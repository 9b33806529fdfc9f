use serde::{Deserialize, Serialize};

use super::ApiError;
use crate::model::{Album, AlbumId, AlbumPatch, NewAlbum};

/// A year as sent by clients: `1997`, `1997.0` or `"1997"`.
#[derive(Deserialize, Debug, Clone, PartialEq)]
#[serde(untagged)]
pub enum YearInput {
    Number(serde_json::Number),
    Text(String),
}

impl YearInput {
    fn is_falsy(&self) -> bool {
        match *self {
            YearInput::Number(ref n) => n.as_f64() == Some(0.0),
            YearInput::Text(ref s) => s.is_empty(),
        }
    }

    pub fn coerce(&self) -> Result<i32, ApiError> {
        let year = match *self {
            YearInput::Number(ref n) => match n.as_i64() {
                Some(v) => i32::try_from(v).ok(),
                None => n.as_f64().and_then(truncate),
            },
            YearInput::Text(ref s) => {
                let s = s.trim();
                s.parse::<i32>()
                    .ok()
                    .or_else(|| s.parse::<f64>().ok().and_then(truncate))
            }
        };
        year.ok_or_else(|| ApiError::BadRequest(format!("year must be an integer, got {}", self)))
    }
}

impl std::fmt::Display for YearInput {
    fn fmt(&self, f: &mut std::fmt::Formatter) -> std::fmt::Result {
        match *self {
            YearInput::Number(ref n) => write!(f, "{}", n),
            YearInput::Text(ref s) => write!(f, "{:?}", s),
        }
    }
}

fn truncate(v: f64) -> Option<i32> {
    if v.is_finite() && v >= i32::MIN as f64 && v <= i32::MAX as f64 {
        Some(v.trunc() as i32)
    } else {
        None
    }
}

#[derive(Deserialize, Debug, Default)]
pub struct AlbumCreateRequest {
    pub band: Option<String>,
    pub title: Option<String>,
    pub year: Option<YearInput>,
}

impl AlbumCreateRequest {
    /// Empty text and a zero year count as missing.
    pub fn validate(self) -> Result<NewAlbum, ApiError> {
        let band = self.band.filter(|s| !s.is_empty());
        let title = self.title.filter(|s| !s.is_empty());
        let year = self.year.filter(|y| !y.is_falsy());

        match (band, title, year) {
            (Some(band), Some(title), Some(year)) => Ok(NewAlbum {
                band,
                title,
                year: year.coerce()?,
            }),
            _ => Err(ApiError::BadRequest("band, title and year are required".into())),
        }
    }
}

/// Absent and `null` fields are left alone; everything present is applied.
#[derive(Deserialize, Debug, Default)]
pub struct AlbumUpdateRequest {
    pub band: Option<String>,
    pub title: Option<String>,
    pub year: Option<YearInput>,
}

impl AlbumUpdateRequest {
    pub fn into_patch(self) -> Result<AlbumPatch, ApiError> {
        for (name, value) in [("band", &self.band), ("title", &self.title)] {
            if value.as_deref() == Some("") {
                return Err(ApiError::BadRequest(format!("{} cannot be empty", name)));
            }
        }
        let patch = AlbumPatch {
            band: self.band,
            title: self.title,
            year: self.year.as_ref().map(YearInput::coerce).transpose()?,
        };
        if patch.is_empty() {
            return Err(ApiError::BadRequest("no fields to update; expected band, title or year".into()));
        }
        Ok(patch)
    }
}

#[derive(Serialize, Debug)]
#[serde(rename_all = "camelCase")]
pub struct AlbumCreateResponse {
    pub message: String,
    pub album_id: AlbumId,
    pub album: Album,
}

#[derive(Serialize, Debug)]
#[serde(rename_all = "camelCase")]
pub struct AlbumUpdateResponse {
    pub message: String,
    pub modified_count: u64,
}

#[derive(Serialize, Debug)]
#[serde(rename_all = "camelCase")]
pub struct AlbumDeleteResponse {
    pub message: String,
    pub deleted_count: u64,
}

#[cfg(test)]
mod tests {
    use super::*;

    fn create(body: &str) -> Result<NewAlbum, ApiError> {
        serde_json::from_str::<AlbumCreateRequest>(body).unwrap().validate()
    }

    fn update(body: &str) -> Result<AlbumPatch, ApiError> {
        serde_json::from_str::<AlbumUpdateRequest>(body).unwrap().into_patch()
    }

    #[test]
    fn create_coerces_text_year() {
        let album = create(r#"{"band": "Radiohead", "title": "OK Computer", "year": "1997"}"#).unwrap();
        assert_eq!(album.year, 1997);
    }

    #[test]
    fn create_treats_falsy_as_missing() {
        assert!(create(r#"{"band": "", "title": "OK Computer", "year": 1997}"#).is_err());
        assert!(create(r#"{"band": "Radiohead", "year": 1997}"#).is_err());
        assert!(create(r#"{"band": "Radiohead", "title": "OK Computer", "year": 0}"#).is_err());
        assert!(create(r#"{"band": "Radiohead", "title": "OK Computer", "year": ""}"#).is_err());
        assert!(create(r#"{"band": "Radiohead", "title": "OK Computer", "year": null}"#).is_err());
    }

    #[test]
    fn create_rejects_uncoercible_year() {
        match create(r#"{"band": "Radiohead", "title": "OK Computer", "year": "nineteen"}"#) {
            Err(ApiError::BadRequest(msg)) => assert!(msg.contains("year")),
            other => panic!("unexpected {:?}", other),
        }
    }

    #[test]
    fn year_coercion_shapes() {
        let y = |s: &str| serde_json::from_str::<YearInput>(s).unwrap().coerce().ok();
        assert_eq!(y("2001"), Some(2001));
        assert_eq!(y("2001.7"), Some(2001));
        assert_eq!(y(r#"" 2001 ""#), Some(2001));
        assert_eq!(y(r#""2001.0""#), Some(2001));
        assert_eq!(y("1e20"), None);
        assert_eq!(y(r#""MMI""#), None);
    }

    #[test]
    fn update_skips_only_absent_fields() {
        let patch = update(r#"{"year": "2001"}"#).unwrap();
        assert_eq!(
            patch,
            AlbumPatch {
                year: Some(2001),
                ..AlbumPatch::default()
            }
        );

        let patch = update(r#"{"year": 0, "band": null}"#).unwrap();
        assert_eq!(patch.year, Some(0));
        assert_eq!(patch.band, None);
    }

    #[test]
    fn update_rejects_empty_text_and_empty_patch() {
        assert!(update(r#"{"title": ""}"#).is_err());
        assert!(update(r#"{}"#).is_err());
        assert!(update(r#"{"_id": "65a1f0c2b3d4e5f601234567"}"#).is_err());
    }

    #[test]
    fn responses_use_camel_case() {
        let body = serde_json::to_value(AlbumUpdateResponse {
            message: "ok".into(),
            modified_count: 1,
        })
        .unwrap();
        assert_eq!(body["modifiedCount"], 1);
    }
}
use rocket::fairing::{Fairing, Info, Kind};
use rocket::http::Method;
use rocket::{Request, Response};

/// Adds CORS headers for a fixed list of trusted origins.
pub struct Cors {
    pub allow_origins: Vec<String>,
    pub allow_methods: &'static [&'static str],
    // ingress allowed user-set headers
    pub allow_headers: &'static [&'static str],
    // egress allowed user-viewable headers
    pub expose_headers: &'static [&'static str],
}

impl Cors {
    pub fn new(allow_origins: Vec<String>) -> Cors {
        Cors {
            allow_origins,
            allow_methods: &["GET", "POST", "PUT", "DELETE"],
            allow_headers: &["Content-Type"],
            expose_headers: &["Location"],
        }
    }

    fn allowed_origin<'a>(&self, req: &'a Request<'_>) -> Option<&'a str> {
        let origin = req.headers().get_one("Origin")?;
        self.allow_origins.iter().any(|o| o == origin).then_some(origin)
    }
}

fn is_preflight(req: &Request<'_>) -> bool {
    req.method() == Method::Options && req.headers().contains("Access-Control-Request-Method")
}

fn set_headers_actual(conf: &Cors, res: &mut Response<'_>) {
    if !conf.expose_headers.is_empty() {
        res.set_raw_header("Access-Control-Expose-Headers", conf.expose_headers.join(", "));
    }
}

fn set_headers_preflight(conf: &Cors, req: &Request<'_>, res: &mut Response<'_>) {
    let requested = req.headers().get_one("Access-Control-Request-Method").unwrap_or("");
    if !conf.allow_methods.iter().any(|&m| m.eq_ignore_ascii_case(requested)) {
        return;
    }
    res.set_raw_header("Access-Control-Allow-Methods", conf.allow_methods.join(", "));
    if !conf.allow_headers.is_empty() {
        res.set_raw_header("Access-Control-Allow-Headers", conf.allow_headers.join(", "));
    }
}

#[rocket::async_trait]
impl Fairing for Cors {
    fn info(&self) -> Info {
        Info {
            name: "CORS",
            kind: Kind::Response,
        }
    }

    async fn on_response<'r>(&self, req: &'r Request<'_>, res: &mut Response<'r>) {
        let origin = match self.allowed_origin(req) {
            Some(origin) => origin.to_owned(),
            None => return,
        };

        if is_preflight(req) {
            set_headers_preflight(self, req, res);
        } else {
            set_headers_actual(self, res);
        }
        res.set_raw_header("Access-Control-Allow-Origin", origin);
        res.set_raw_header("Vary", "Origin");
    }
}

**What you will do:**
With the first line of the records as the start and the line holding "#[serde(untagged)]" as the end, please copy exactly those lines and no others.

**Problem solution:**
repository 9b33806529fdfc9f
use serde::{Deserialize, Serialize};

use super::ApiError;
use crate::model::{Album, AlbumId, AlbumPatch, NewAlbum};

/// A year as sent by clients: `1997`, `1997.0` or `"1997"`.
#[derive(Deserialize, Debug, Clone, PartialEq)]
#[serde(untagged)]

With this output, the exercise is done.